··· AVAILABLE RECORDS

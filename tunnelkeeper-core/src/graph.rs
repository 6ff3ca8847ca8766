//! Proxy -> tunnel dependency tracking.
//!
//! The graph is advisory: it orders the initial batch of starts and tells the UI
//! which proxies are sitting on a tunnel that is down. It never blocks a start or
//! stop of an individual service.

use std::collections::{BTreeMap, BTreeSet};

use crate::model::{ClusterRole, ServiceConfig, ServiceLabel, ServiceTarget};

const NAME_SUFFIXES: [&str; 2] = ["-proxy", "-tunnel"];

/// Name a service shares with its counterparts, e.g. `metrics` for
/// `metrics-proxy` and `metrics-tunnel`.
fn stem(label: &str) -> &str {
    NAME_SUFFIXES
        .iter()
        .find_map(|suffix| label.strip_suffix(suffix))
        .unwrap_or(label)
}

#[derive(Clone, Debug, Default)]
pub struct DependencyGraph {
    requires: BTreeMap<ServiceLabel, BTreeSet<ServiceLabel>>,
    tunnels: BTreeSet<ServiceLabel>,
    proxies: BTreeSet<ServiceLabel>,
}

impl DependencyGraph {
    /// Derives prerequisites for every proxy.
    ///
    /// Explicit `depends_on` entries win. Otherwise a proxy requires the tunnels of
    /// the same cluster role whose label has the same stem.
    pub fn build(services: &[ServiceConfig]) -> Self {
        let tunnel_roles: BTreeMap<&str, ClusterRole> = services
            .iter()
            .filter(|s| !s.is_proxy())
            .map(|s| (s.label.as_str(), s.role))
            .collect();

        let mut graph = DependencyGraph {
            tunnels: tunnel_roles.keys().map(|l| l.to_string()).collect(),
            ..Self::default()
        };

        for svc in services {
            let ServiceTarget::Proxy { depends_on, .. } = &svc.target else {
                continue;
            };
            graph.proxies.insert(svc.label.clone());

            let required: BTreeSet<ServiceLabel> = if depends_on.is_empty() {
                tunnel_roles
                    .iter()
                    .filter(|(label, role)| {
                        **role == svc.role && stem(label) == stem(&svc.label)
                    })
                    .map(|(label, _)| label.to_string())
                    .collect()
            } else {
                depends_on
                    .iter()
                    .filter(|dep| tunnel_roles.contains_key(dep.as_str()))
                    .cloned()
                    .collect()
            };

            if !required.is_empty() {
                graph.requires.insert(svc.label.clone(), required);
            }
        }

        graph
    }

    pub fn requires(&self, label: &str) -> impl Iterator<Item = &ServiceLabel> {
        self.requires.get(label).into_iter().flatten()
    }

    /// Proxies that require `tunnel`.
    pub fn dependents(&self, tunnel: &str) -> Vec<&ServiceLabel> {
        self.requires
            .iter()
            .filter(|(_, deps)| deps.contains(tunnel))
            .map(|(proxy, _)| proxy)
            .collect()
    }

    /// Start order: every tunnel before any proxy that requires it.
    pub fn topo_order(&self) -> Vec<ServiceLabel> {
        fn visit(
            label: &str,
            graph: &DependencyGraph,
            visited: &mut BTreeSet<String>,
            result: &mut Vec<String>,
        ) {
            if !visited.insert(label.to_string()) {
                return;
            }
            for dep in graph.requires(label) {
                visit(dep, graph, visited, result);
            }
            result.push(label.to_string());
        }

        let mut result = Vec::new();
        let mut visited = BTreeSet::new();
        for label in self.tunnels.iter().chain(self.proxies.iter()) {
            visit(label, self, &mut visited, &mut result);
        }
        result
    }

    /// Required tunnels of `label` for which `is_running` is false.
    pub fn blocked_on<F>(&self, label: &str, is_running: F) -> Vec<ServiceLabel>
    where
        F: Fn(&str) -> bool,
    {
        self.requires(label)
            .filter(|dep| !is_running(dep))
            .cloned()
            .collect()
    }

    pub fn len(&self) -> usize {
        self.tunnels.len() + self.proxies.len()
    }

    pub fn is_empty(&self) -> bool {
        self.len() == 0
    }
}

#[cfg(test)]
mod tests {
    use super::*;
    use std::collections::BTreeMap;

    fn tunnel(label: &str, role: ClusterRole) -> ServiceConfig {
        ServiceConfig {
            label: label.into(),
            role,
            target: ServiceTarget::Tunnel {
                context: "ctx".into(),
                namespace: "ns".into(),
                service: "svc".into(),
                local_port: 1,
                remote_port: 1,
            },
        }
    }

    fn proxy(label: &str, role: ClusterRole, depends_on: &[&str]) -> ServiceConfig {
        ServiceConfig {
            label: label.into(),
            role,
            target: ServiceTarget::Proxy {
                command: "proxy".into(),
                args: vec![],
                env: BTreeMap::new(),
                listen_port: None,
                depends_on: depends_on.iter().map(|s| s.to_string()).collect(),
            },
        }
    }

    #[test]
    fn test_naming_convention_matches_same_role() {
        let services = vec![
            tunnel("metrics-tunnel", ClusterRole::Primary),
            tunnel("edge-metrics-tunnel", ClusterRole::Secondary),
            proxy("metrics-proxy", ClusterRole::Primary, &[]),
            proxy("edge-metrics-proxy", ClusterRole::Secondary, &[]),
        ];
        let graph = DependencyGraph::build(&services);

        let deps: Vec<_> = graph.requires("metrics-proxy").collect();
        assert_eq!(deps, vec!["metrics-tunnel"]);
        let deps: Vec<_> = graph.requires("edge-metrics-proxy").collect();
        assert_eq!(deps, vec!["edge-metrics-tunnel"]);
    }

    #[test]
    fn test_role_mismatch_is_not_a_dependency() {
        let services = vec![
            tunnel("metrics-tunnel", ClusterRole::Secondary),
            proxy("metrics-proxy", ClusterRole::Primary, &[]),
        ];
        let graph = DependencyGraph::build(&services);
        assert_eq!(graph.requires("metrics-proxy").count(), 0);
    }

    #[test]
    fn test_explicit_dependencies_override_convention() {
        let services = vec![
            tunnel("metrics-tunnel", ClusterRole::Primary),
            tunnel("db", ClusterRole::Primary),
            proxy("metrics-proxy", ClusterRole::Primary, &["db", "missing"]),
        ];
        let graph = DependencyGraph::build(&services);
        let deps: Vec<_> = graph.requires("metrics-proxy").collect();
        assert_eq!(deps, vec!["db"]);
        assert_eq!(graph.dependents("db"), vec!["metrics-proxy"]);
        assert!(graph.dependents("metrics-tunnel").is_empty());
    }

    #[test]
    fn test_topo_order_puts_tunnels_before_dependents() {
        let services = vec![
            proxy("a-proxy", ClusterRole::Primary, &["z-tunnel"]),
            tunnel("z-tunnel", ClusterRole::Primary),
            proxy("standalone", ClusterRole::Primary, &[]),
        ];
        let graph = DependencyGraph::build(&services);
        let order = graph.topo_order();

        assert_eq!(order.len(), 3);
        let pos = |l: &str| order.iter().position(|s| s == l).unwrap();
        assert!(pos("z-tunnel") < pos("a-proxy"));
    }

    #[test]
    fn test_blocked_on_reports_non_running_tunnels() {
        let services = vec![
            tunnel("metrics-tunnel", ClusterRole::Primary),
            proxy("metrics-proxy", ClusterRole::Primary, &[]),
        ];
        let graph = DependencyGraph::build(&services);

        assert_eq!(
            graph.blocked_on("metrics-proxy", |_| false),
            vec!["metrics-tunnel".to_string()]
        );
        assert!(graph.blocked_on("metrics-proxy", |_| true).is_empty());
        assert!(graph.blocked_on("metrics-tunnel", |_| false).is_empty());
    }
}
//! Connection flow: login to the primary, optionally the secondary, switch the
//! active context, then reinitialize every service.
//!
//! The flow is linear. Any failed step aborts it; the operator re-submits to retry.

use thiserror::Error;

use crate::cluster::{ClusterCatalog, complete};
use crate::model::{ClusterPair, ClusterRole};

#[derive(Clone, Copy, Debug, PartialEq, Eq)]
pub enum FlowStep {
    AwaitingPrimaryLogin,
    AwaitingSecondaryLogin,
    SwitchingContext,
    Reinitializing,
    Done,
    Failed,
}

impl FlowStep {
    pub fn label(&self) -> &'static str {
        match self {
            FlowStep::AwaitingPrimaryLogin => "logging in to primary",
            FlowStep::AwaitingSecondaryLogin => "logging in to secondary",
            FlowStep::SwitchingContext => "switching context",
            FlowStep::Reinitializing => "reinitializing services",
            FlowStep::Done => "done",
            FlowStep::Failed => "failed",
        }
    }

    /// The login step that authenticates `role`.
    pub fn login_for(role: ClusterRole) -> FlowStep {
        match role {
            ClusterRole::Primary => FlowStep::AwaitingPrimaryLogin,
            ClusterRole::Secondary => FlowStep::AwaitingSecondaryLogin,
        }
    }
}

/// An in-progress reconnection.
#[derive(Clone, Debug)]
pub struct ConnectionFlowState {
    pub id: u64,
    pub target: ClusterPair,
    pub step: FlowStep,
    pub transcript: Vec<String>,
}

impl ConnectionFlowState {
    pub fn new(id: u64, target: ClusterPair) -> Self {
        Self {
            id,
            target,
            step: FlowStep::AwaitingPrimaryLogin,
            transcript: Vec::new(),
        }
    }

    pub fn advance(&mut self, step: FlowStep) {
        self.transcript.push(format!("-> {}", step.label()));
        self.step = step;
    }

    /// Appends non-empty lines of tool output to the transcript.
    pub fn record(&mut self, source: &str, output: &str) {
        for line in output.lines().map(str::trim).filter(|l| !l.is_empty()) {
            self.transcript.push(format!("[{}] {}", source, line));
        }
    }
}

#[derive(Debug, Error, PartialEq, Eq)]
pub enum InputError {
    #[error("primary cluster name is required")]
    MissingPrimary,
    #[error("invalid character {ch:?} in {field} cluster name")]
    InvalidCharacter { field: &'static str, ch: char },
}

fn check_name(field: &'static str, name: &str) -> Result<(), InputError> {
    match name
        .chars()
        .find(|c| !(c.is_ascii_alphanumeric() || matches!(c, '-' | '_' | '.')))
    {
        Some(ch) => Err(InputError::InvalidCharacter { field, ch }),
        None => Ok(()),
    }
}

/// Validates connection input: primary required, secondary optional.
pub fn validate_input(primary: &str, secondary: &str) -> Result<ClusterPair, InputError> {
    let primary = primary.trim();
    let secondary = secondary.trim();
    if primary.is_empty() {
        return Err(InputError::MissingPrimary);
    }
    check_name("primary", primary)?;
    check_name("secondary", secondary)?;
    Ok(ClusterPair::new(
        primary,
        (!secondary.is_empty()).then(|| secondary.to_string()),
    ))
}

#[derive(Clone, Copy, Debug, PartialEq, Eq, Default)]
pub enum InputField {
    #[default]
    Primary,
    Secondary,
}

/// Text fields of the connection input overlay.
#[derive(Clone, Debug, Default)]
pub struct ConnectionForm {
    pub primary: String,
    pub secondary: String,
    pub focus: InputField,
}

impl ConnectionForm {
    pub fn prefilled(pair: Option<&ClusterPair>) -> Self {
        match pair {
            Some(pair) => Self {
                primary: pair.primary.clone(),
                secondary: pair.secondary.clone().unwrap_or_default(),
                focus: InputField::Primary,
            },
            None => Self::default(),
        }
    }

    fn focused_mut(&mut self) -> &mut String {
        match self.focus {
            InputField::Primary => &mut self.primary,
            InputField::Secondary => &mut self.secondary,
        }
    }

    pub fn push(&mut self, ch: char) {
        self.focused_mut().push(ch);
    }

    pub fn backspace(&mut self) {
        self.focused_mut().pop();
    }

    pub fn toggle_focus(&mut self) {
        self.focus = match self.focus {
            InputField::Primary => InputField::Secondary,
            InputField::Secondary => InputField::Primary,
        };
    }

    /// Tab completion of the focused field. Secondary candidates are scoped to
    /// the typed primary. Returns whether the field changed.
    pub fn complete(&mut self, catalog: &ClusterCatalog) -> bool {
        let candidates = match self.focus {
            InputField::Primary => catalog.primaries.clone(),
            InputField::Secondary => catalog.secondaries_of(self.primary.trim()).to_vec(),
        };
        let field = self.focused_mut();
        match complete(field.as_str(), &candidates) {
            Some(completed) => {
                *field = completed;
                true
            }
            None => false,
        }
    }

    pub fn submit(&self) -> Result<ClusterPair, InputError> {
        validate_input(&self.primary, &self.secondary)
    }
}

#[cfg(test)]
mod tests {
    use super::*;

    #[test]
    fn test_validate_requires_primary() {
        assert_eq!(validate_input("  ", "prod"), Err(InputError::MissingPrimary));
    }

    #[test]
    fn test_validate_secondary_optional() {
        let pair = validate_input("alpha", "").unwrap();
        assert_eq!(pair, ClusterPair::new("alpha", None));
        let pair = validate_input(" alpha ", " edge ").unwrap();
        assert_eq!(pair.secondary.as_deref(), Some("edge"));
    }

    #[test]
    fn test_validate_rejects_odd_characters() {
        assert_eq!(
            validate_input("al pha", ""),
            Err(InputError::InvalidCharacter {
                field: "primary",
                ch: ' '
            })
        );
        assert!(validate_input("alpha", "ed/ge").is_err());
    }

    #[test]
    fn test_form_completion_scopes_secondary_to_primary() {
        let catalog = ClusterCatalog::from_names(["acme", "acme-prod", "beta", "beta-perf"]);
        let mut form = ConnectionForm::default();
        form.push('a');
        assert!(form.complete(&catalog));
        assert_eq!(form.primary, "acme");

        form.toggle_focus();
        form.push('p');
        assert!(form.complete(&catalog));
        assert_eq!(form.secondary, "prod");
    }

    #[test]
    fn test_transcript_records_non_empty_lines() {
        let mut flow = ConnectionFlowState::new(1, ClusterPair::new("alpha", None));
        flow.record("login", "Logged in as ops\n\n  \nValid until tomorrow\n");
        flow.advance(FlowStep::SwitchingContext);
        assert_eq!(
            flow.transcript,
            vec![
                "[login] Logged in as ops",
                "[login] Valid until tomorrow",
                "-> switching context",
            ]
        );
    }
}
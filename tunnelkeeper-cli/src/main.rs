mod kube;
mod launcher;
mod logging;
mod terminal;
mod ui;

use std::path::{Path, PathBuf};
use std::sync::Arc;

use anyhow::{Context, Result, bail};
use clap::{Parser, Subcommand};
use tracing::{error, info};

use tunnelkeeper_core::app::App;
use tunnelkeeper_core::config::DashboardConfig;
use tunnelkeeper_core::graph::DependencyGraph;
use tunnelkeeper_core::message::{Inbox, Message};
use tunnelkeeper_core::runtime::{EventLoop, TaskRunner};

use crate::kube::KubeClient;
use crate::launcher::ProcessLauncher;
use crate::terminal::TerminalFrontend;

#[derive(Parser)]
#[command(name = "tunnelkeeper")]
#[command(about = "Supervise cluster tunnels and local proxies", long_about = None)]
struct Cli {
    /// Configuration file (default: discovered from the current directory upwards)
    #[arg(short, long, global = true)]
    config: Option<PathBuf>,

    /// Primary cluster to connect to at startup
    #[arg(short, long, global = true)]
    primary: Option<String>,

    /// Secondary cluster nested in the primary
    #[arg(short, long, global = true)]
    secondary: Option<String>,

    /// Where diagnostics are written
    #[arg(long, env = "TUNNELKEEPER_LOG_FILE")]
    log_file: Option<PathBuf>,

    #[command(subcommand)]
    command: Option<Commands>,
}

#[derive(Subcommand)]
enum Commands {
    /// Validate the configuration and print the services for the initial pair
    Check,
}

fn load_config(explicit: Option<&Path>) -> Result<(PathBuf, DashboardConfig)> {
    match explicit {
        Some(path) => {
            let config = DashboardConfig::load(path)
                .with_context(|| format!("loading {}", path.display()))?;
            Ok((path.to_path_buf(), config))
        }
        None => {
            let cwd = std::env::current_dir().context("reading current directory")?;
            Ok(DashboardConfig::discover(&cwd)?)
        }
    }
}

fn run_check(path: &Path, config: &DashboardConfig) -> Result<()> {
    println!("config: {}", path.display());
    let Some(pair) = config.clusters.initial_pair() else {
        bail!("no initial cluster pair; set clusters.primary or pass --primary");
    };

    let services = config.services_for(&pair);
    println!("cluster pair: {}", pair.display());
    println!("services ({}):", services.len());
    for service in &services {
        println!(
            "  {:<24} {:<6} {:<9} {}",
            service.label,
            service.kind().label(),
            service.role.label(),
            service.describe()
        );
    }

    let order = DependencyGraph::build(&services).topo_order();
    println!("start order: {}", order.join(" -> "));
    Ok(())
}

async fn run_dashboard(path: &Path, config: DashboardConfig, log_file: &Path) -> Result<()> {
    logging::init(log_file)?;
    info!(config = %path.display(), log = %log_file.display(), "starting");

    let (inbox, rx) = Inbox::channel();
    let launcher = Arc::new(ProcessLauncher::new(config.tools.kubectl.clone()));
    let client = Arc::new(KubeClient::new(&config));
    let runner = TaskRunner::new(client, inbox.clone(), config.timings.clone());

    let initial = config.clusters.initial_pair();
    let mut app = App::new(config, launcher, inbox.clone());
    let boot = app.boot(initial);

    let mut frontend = TerminalFrontend::new(terminal::setup_terminal()?);
    if let Ok((width, height)) = crossterm::terminal::size() {
        inbox.send(Message::Resize { width, height });
    }
    let reader = terminal::spawn_input_reader(inbox);

    let result = EventLoop::new(app, runner, rx).run(&mut frontend, boot).await;
    frontend.restore()?;
    // The inbox is closed now, so the reader exits within one poll interval.
    if reader.join().is_err() {
        error!("input reader panicked");
    }

    let app = result?;
    info!(
        stale_discarded = app.snapshot().stale_discarded,
        "stopped"
    );
    Ok(())
}

#[tokio::main]
async fn main() -> Result<()> {
    let cli = Cli::parse();

    let (path, mut config) = load_config(cli.config.as_deref())?;
    if let Some(primary) = cli.primary {
        config.clusters.primary = Some(primary);
    }
    if let Some(secondary) = cli.secondary {
        config.clusters.secondary = Some(secondary);
    }

    match cli.command {
        Some(Commands::Check) => run_check(&path, &config),
        None => {
            let log_file = cli.log_file.unwrap_or_else(logging::default_log_path);
            run_dashboard(&path, config, &log_file).await
        }
    }
}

······

▸ WHAT YOU ARE ASKED TO DO:
Please show each line in the records above that contains "width".

▸ REPLY TO THE EXERCISE:
    if let Ok((width, height)) = crossterm::terminal::size() {
        inbox.send(Message::Resize { width, height });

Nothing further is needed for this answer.